START Exercise data
//! End-to-end scenarios driving the composed navigation component the way
//! a host adapter would: deliver an event, apply the returned effects,
//! then drain the scheduler and feed fired tasks back in.

use wayfind_engine::{
    MENU_CLOSED_MSG, MENU_OPENED_MSG, NavComponent, QueueScheduler, Task, env::StaticEnv,
};
use wayfind_types::{Effect, KeyInput, NavItem, NavKey};

fn host() -> (NavComponent, QueueScheduler, StaticEnv) {
    let env = StaticEnv {
        location_path: "/portfolio/".to_string(),
        base_path: "/portfolio".to_string(),
        wide_viewport: false,
    };
    let mut component = NavComponent::new();
    component.connected(&env);
    (component, QueueScheduler::new(), env)
}

/// Drains fired tasks back into the component, collecting any effects.
fn settle(component: &mut NavComponent, sched: &mut QueueScheduler) -> Vec<Effect> {
    let mut effects = Vec::new();
    for task in sched.take_frame_tasks() {
        effects.extend(component.run_task(task));
    }
    for task in sched.take_timer_tasks() {
        effects.extend(component.run_task(task));
    }
    effects
}

#[test]
fn open_close_cycle_announces_and_moves_focus() {
    let (mut component, mut sched, _env) = host();

    let effects = component.handle_toggle_click(&mut sched);
    assert!(effects.is_empty());
    assert!(component.state().is_menu_open);

    // Next frame: focus lands on the first item; timer: announcement set.
    let effects = settle(&mut component, &mut sched);
    assert_eq!(effects, vec![Effect::FocusItem(0)]);
    assert_eq!(component.state().announcement, MENU_OPENED_MSG);

    let effects = component.handle_toggle_click(&mut sched);
    assert_eq!(effects, vec![Effect::FocusToggle]);
    assert!(!component.state().is_menu_open);
    assert_eq!(component.state().announcement, "", "clear precedes the delayed set");

    let _ = settle(&mut component, &mut sched);
    assert_eq!(component.state().announcement, MENU_CLOSED_MSG);
}

#[test]
fn end_then_home_traversal_over_two_items() {
    let (mut component, mut sched, _env) = host();
    component.set_navigation_items(vec![
        NavItem::new("home", "Home", "/"),
        NavItem::new("contact", "Contact", "/contact"),
    ]);

    let effects = component.handle_key(&mut sched, KeyInput::plain(NavKey::End), Some(0));
    assert_eq!(effects, vec![Effect::FocusItem(1)]);
    let effects = component.handle_key(&mut sched, KeyInput::plain(NavKey::Home), Some(1));
    assert_eq!(effects, vec![Effect::FocusItem(0)]);
}

#[test]
fn escape_is_a_no_op_when_closed_and_closes_when_open() {
    let (mut component, mut sched, _env) = host();

    let effects = component.handle_key(&mut sched, KeyInput::plain(NavKey::Escape), Some(2));
    assert!(effects.is_empty(), "closed menu: no state change, no announcement");
    assert_eq!(sched.pending_len(), 0);

    let _ = component.handle_toggle_click(&mut sched);
    let _ = settle(&mut component, &mut sched);

    let effects = component.handle_key(&mut sched, KeyInput::plain(NavKey::Escape), Some(2));
    assert_eq!(effects, vec![Effect::FocusToggle]);
    assert!(!component.state().is_menu_open);

    let _ = settle(&mut component, &mut sched);
    assert_eq!(component.state().announcement, MENU_CLOSED_MSG);

    // Idempotence: a later close produces no second announcement.
    let effects = component.handle_key(&mut sched, KeyInput::plain(NavKey::Escape), Some(2));
    assert!(effects.is_empty());
    assert_eq!(sched.pending_len(), 0);
}

#[test]
fn full_arrow_cycle_returns_to_the_start() {
    let (mut component, mut sched, _env) = host();
    let n = component.state().items.len();

    for start in 0..n {
        let mut index = start;
        for _ in 0..n {
            let effects = component.handle_key(&mut sched, KeyInput::plain(NavKey::ArrowRight), Some(index));
            match effects.as_slice() {
                [Effect::FocusItem(next)] => index = *next,
                other => panic!("expected a focus effect, got {other:?}"),
            }
        }
        assert_eq!(index, start);
    }
}

#[test]
fn nav_click_closes_navigates_and_updates_the_path() {
    let (mut component, mut sched, env) = host();
    let _ = component.handle_toggle_click(&mut sched);

    let effects = component.handle_nav_click(&env, &mut sched, "/experience");
    assert_eq!(
        effects,
        vec![
            Effect::FocusToggle,
            Effect::Navigate("/portfolio/experience".into()),
        ]
    );
    assert!(!component.state().is_menu_open);
    assert_eq!(component.state().current_path, "/experience");

    let view = component.view();
    let active: Vec<_> = view.items.iter().filter(|item| item.is_active).collect();
    assert_eq!(active.len(), 1);
    assert_eq!(active[0].id, "experience");
    assert_eq!(active[0].aria_current, Some("page"));
}

#[test]
fn brand_click_goes_home() {
    let (mut component, mut sched, mut env) = host();
    env.location_path = "/portfolio/projects".to_string();
    component.on_pop_state(&env);
    assert_eq!(component.state().current_path, "/projects");

    let effects = component.handle_brand_click(&env, &mut sched);
    assert_eq!(effects, vec![Effect::Navigate("/portfolio/".into())]);
    assert_eq!(component.state().current_path, "/");
}

#[test]
fn widening_resize_closes_the_open_menu_once() {
    let (mut component, mut sched, mut env) = host();
    let _ = component.handle_toggle_click(&mut sched);
    let _ = settle(&mut component, &mut sched);

    env.wide_viewport = true;
    let effects = component.on_resize(&env, &mut sched);
    assert_eq!(effects, vec![Effect::FocusToggle]);
    assert!(!component.state().is_menu_open);

    // A second resize event in the wide viewport must not re-announce.
    let effects = component.on_resize(&env, &mut sched);
    assert!(effects.is_empty());
    assert_eq!(sched.take_timer_tasks(), vec![Task::SetAnnouncement(MENU_CLOSED_MSG.into())]);
}

#[test]
fn rapid_toggles_announce_only_the_latest_state() {
    let (mut component, mut sched, _env) = host();

    let _ = component.handle_toggle_click(&mut sched);
    let _ = component.handle_toggle_click(&mut sched);

    // Both announcements were scheduled within the delay window; only the
    // most recent one survives.
    let timers = sched.take_timer_tasks();
    assert_eq!(timers, vec![Task::SetAnnouncement(MENU_CLOSED_MSG.into())]);
}

#[test]
fn skip_link_requests_main_content_focus() {
    let (component, _sched, _env) = host();
    assert_eq!(component.handle_skip_to_main(), vec![Effect::FocusMain]);
}

#[test]
fn empty_configuration_never_opens_the_menu() {
    let (mut component, mut sched, _env) = host();
    component.set_navigation_items_json("[]");
    assert!(component.state().items.is_empty());

    let effects = component.handle_toggle_click(&mut sched);
    assert!(effects.is_empty());
    assert!(!component.state().is_menu_open);
    assert_eq!(sched.pending_len(), 0);
}
//! Shared navigation state record.
//!
//! A single [`NavState`] is owned by the component instance for its whole
//! mount → unmount lifetime. Handlers mutate it on the host's
//! single-threaded event dispatch and must leave it internally consistent
//! before returning; no partially-applied transition is ever visible to a
//! render pass.

use wayfind_types::NavItem;

/// The navigation component's mutable state.
///
/// The keyboard focus cursor is deliberately absent: it is derived live
/// from host focus at each key event rather than persisted across renders.
#[derive(Debug, Clone, Default)]
pub struct NavState {
    /// Ordered item sequence; source of truth for rendering and traversal
    /// bounds. Replaced wholesale when configuration changes.
    pub items: Vec<NavItem>,
    /// Normalized logical path, always starting with `/`. Recomputed on
    /// mount, navigation, and popstate; never assigned by other events.
    pub current_path: String,
    /// Whether the collapsible menu is open. False at mount.
    pub is_menu_open: bool,
    /// Transient live-region text for assistive technology. Cleared and
    /// re-set (after a delay) on every transition that announces.
    pub announcement: String,
}

impl NavState {
    /// Creates state for the given item sequence, rooted at `/`.
    pub fn new(items: Vec<NavItem>) -> Self {
        Self {
            items,
            current_path: "/".to_string(),
            is_menu_open: false,
            announcement: String::new(),
        }
    }
}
END Exercise data
What is needed is a verbatim copy of every line in the records above from the one containing "rendering and traversal" down to the one containing "logical path, always", both included, and nothing more.

__Completed task__
    /// Ordered item sequence; source of truth for rendering and traversal
    /// bounds. Replaced wholesale when configuration changes.
    pub items: Vec<NavItem>,
    /// Normalized logical path, always starting with `/`. Recomputed on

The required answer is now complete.